[[ INPUT FOR THIS TASK open ]]

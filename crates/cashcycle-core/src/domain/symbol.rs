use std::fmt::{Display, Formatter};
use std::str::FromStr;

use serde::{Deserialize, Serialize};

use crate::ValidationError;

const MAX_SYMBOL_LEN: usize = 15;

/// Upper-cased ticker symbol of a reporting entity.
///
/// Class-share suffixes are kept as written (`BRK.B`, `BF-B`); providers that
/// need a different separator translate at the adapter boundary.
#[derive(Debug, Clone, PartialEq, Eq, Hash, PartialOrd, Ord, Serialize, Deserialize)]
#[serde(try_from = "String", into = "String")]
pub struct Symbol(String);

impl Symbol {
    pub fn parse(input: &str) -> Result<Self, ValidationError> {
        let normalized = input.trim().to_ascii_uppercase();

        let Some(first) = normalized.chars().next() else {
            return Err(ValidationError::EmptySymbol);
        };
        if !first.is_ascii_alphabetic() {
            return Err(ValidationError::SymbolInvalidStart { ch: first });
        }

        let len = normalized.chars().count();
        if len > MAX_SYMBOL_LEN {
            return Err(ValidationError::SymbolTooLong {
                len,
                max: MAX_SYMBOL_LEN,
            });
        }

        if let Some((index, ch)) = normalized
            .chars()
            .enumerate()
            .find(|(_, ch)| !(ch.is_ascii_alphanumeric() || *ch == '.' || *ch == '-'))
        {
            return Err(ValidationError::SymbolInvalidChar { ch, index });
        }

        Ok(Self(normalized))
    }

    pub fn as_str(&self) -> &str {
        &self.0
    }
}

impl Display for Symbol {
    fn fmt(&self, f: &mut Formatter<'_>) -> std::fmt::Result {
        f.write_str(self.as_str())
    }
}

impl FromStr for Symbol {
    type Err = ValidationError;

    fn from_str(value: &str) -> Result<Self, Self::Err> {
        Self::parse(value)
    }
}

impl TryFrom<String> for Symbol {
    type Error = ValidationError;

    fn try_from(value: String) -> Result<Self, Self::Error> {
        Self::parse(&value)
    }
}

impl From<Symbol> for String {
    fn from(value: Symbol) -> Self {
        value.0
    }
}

[[ INPUT FOR THIS TASK closed ]]
[[ INPUT FOR THIS TASK open ]]

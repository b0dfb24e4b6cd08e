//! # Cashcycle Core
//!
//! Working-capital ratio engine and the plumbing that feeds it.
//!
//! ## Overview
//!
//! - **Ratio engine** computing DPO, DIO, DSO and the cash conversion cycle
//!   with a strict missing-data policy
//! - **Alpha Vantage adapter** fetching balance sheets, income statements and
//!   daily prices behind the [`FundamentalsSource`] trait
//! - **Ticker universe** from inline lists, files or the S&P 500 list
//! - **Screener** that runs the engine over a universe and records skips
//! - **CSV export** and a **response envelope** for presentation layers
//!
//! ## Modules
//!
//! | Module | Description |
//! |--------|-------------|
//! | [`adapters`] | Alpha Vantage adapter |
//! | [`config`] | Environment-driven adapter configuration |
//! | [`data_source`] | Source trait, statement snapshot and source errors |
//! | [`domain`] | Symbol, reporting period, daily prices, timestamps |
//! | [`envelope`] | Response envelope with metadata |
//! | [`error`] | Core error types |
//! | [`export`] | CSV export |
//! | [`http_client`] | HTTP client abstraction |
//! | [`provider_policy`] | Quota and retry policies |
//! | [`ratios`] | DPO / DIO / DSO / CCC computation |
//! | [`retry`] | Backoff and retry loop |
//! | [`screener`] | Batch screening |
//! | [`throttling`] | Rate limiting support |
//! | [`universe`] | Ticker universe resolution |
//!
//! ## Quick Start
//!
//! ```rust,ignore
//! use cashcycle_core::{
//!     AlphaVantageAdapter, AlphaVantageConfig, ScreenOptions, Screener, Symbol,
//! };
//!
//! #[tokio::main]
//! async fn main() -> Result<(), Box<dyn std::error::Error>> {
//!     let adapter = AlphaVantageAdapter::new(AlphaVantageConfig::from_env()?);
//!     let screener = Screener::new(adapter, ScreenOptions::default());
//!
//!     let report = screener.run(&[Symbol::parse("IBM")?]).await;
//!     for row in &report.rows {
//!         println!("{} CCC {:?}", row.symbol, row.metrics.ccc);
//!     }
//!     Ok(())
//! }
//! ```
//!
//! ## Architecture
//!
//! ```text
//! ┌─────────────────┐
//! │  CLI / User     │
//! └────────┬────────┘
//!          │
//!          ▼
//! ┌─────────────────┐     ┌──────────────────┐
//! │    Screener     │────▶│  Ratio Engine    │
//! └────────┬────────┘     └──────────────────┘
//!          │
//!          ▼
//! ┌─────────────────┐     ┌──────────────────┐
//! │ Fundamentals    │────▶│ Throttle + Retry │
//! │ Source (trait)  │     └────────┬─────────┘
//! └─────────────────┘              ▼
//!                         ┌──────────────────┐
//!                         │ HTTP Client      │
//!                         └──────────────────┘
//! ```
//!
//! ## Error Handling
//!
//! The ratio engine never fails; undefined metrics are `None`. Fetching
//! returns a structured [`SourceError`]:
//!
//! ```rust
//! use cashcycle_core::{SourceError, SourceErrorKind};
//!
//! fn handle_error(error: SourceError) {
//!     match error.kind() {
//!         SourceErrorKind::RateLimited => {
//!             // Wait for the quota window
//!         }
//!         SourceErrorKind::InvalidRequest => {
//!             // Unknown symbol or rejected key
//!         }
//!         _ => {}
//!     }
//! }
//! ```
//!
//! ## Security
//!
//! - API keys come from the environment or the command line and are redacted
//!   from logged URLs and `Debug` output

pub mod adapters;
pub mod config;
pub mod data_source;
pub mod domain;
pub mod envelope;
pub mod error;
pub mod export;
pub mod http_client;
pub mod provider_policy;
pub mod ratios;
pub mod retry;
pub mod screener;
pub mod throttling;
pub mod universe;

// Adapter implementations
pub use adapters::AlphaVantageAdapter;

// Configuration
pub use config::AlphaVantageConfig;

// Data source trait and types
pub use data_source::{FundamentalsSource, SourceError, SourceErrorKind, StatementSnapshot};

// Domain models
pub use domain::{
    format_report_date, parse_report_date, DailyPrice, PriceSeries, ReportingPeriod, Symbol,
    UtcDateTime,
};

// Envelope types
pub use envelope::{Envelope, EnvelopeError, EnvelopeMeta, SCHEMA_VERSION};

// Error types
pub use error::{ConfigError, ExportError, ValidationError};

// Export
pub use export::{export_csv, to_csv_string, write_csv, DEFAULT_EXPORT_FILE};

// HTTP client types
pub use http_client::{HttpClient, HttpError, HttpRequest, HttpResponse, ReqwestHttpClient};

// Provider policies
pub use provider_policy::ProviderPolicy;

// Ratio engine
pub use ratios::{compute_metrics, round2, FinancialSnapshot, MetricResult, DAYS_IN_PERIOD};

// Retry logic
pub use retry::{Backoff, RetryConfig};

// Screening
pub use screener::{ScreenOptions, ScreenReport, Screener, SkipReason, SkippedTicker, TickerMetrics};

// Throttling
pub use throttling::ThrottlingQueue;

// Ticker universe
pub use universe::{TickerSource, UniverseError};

[[ INPUT FOR THIS TASK closed ]]

## ABOUT THIS TASK:
For the material above, the answer must be only the number of lines holding the word "Some".

## EXERCISE RESULT:
2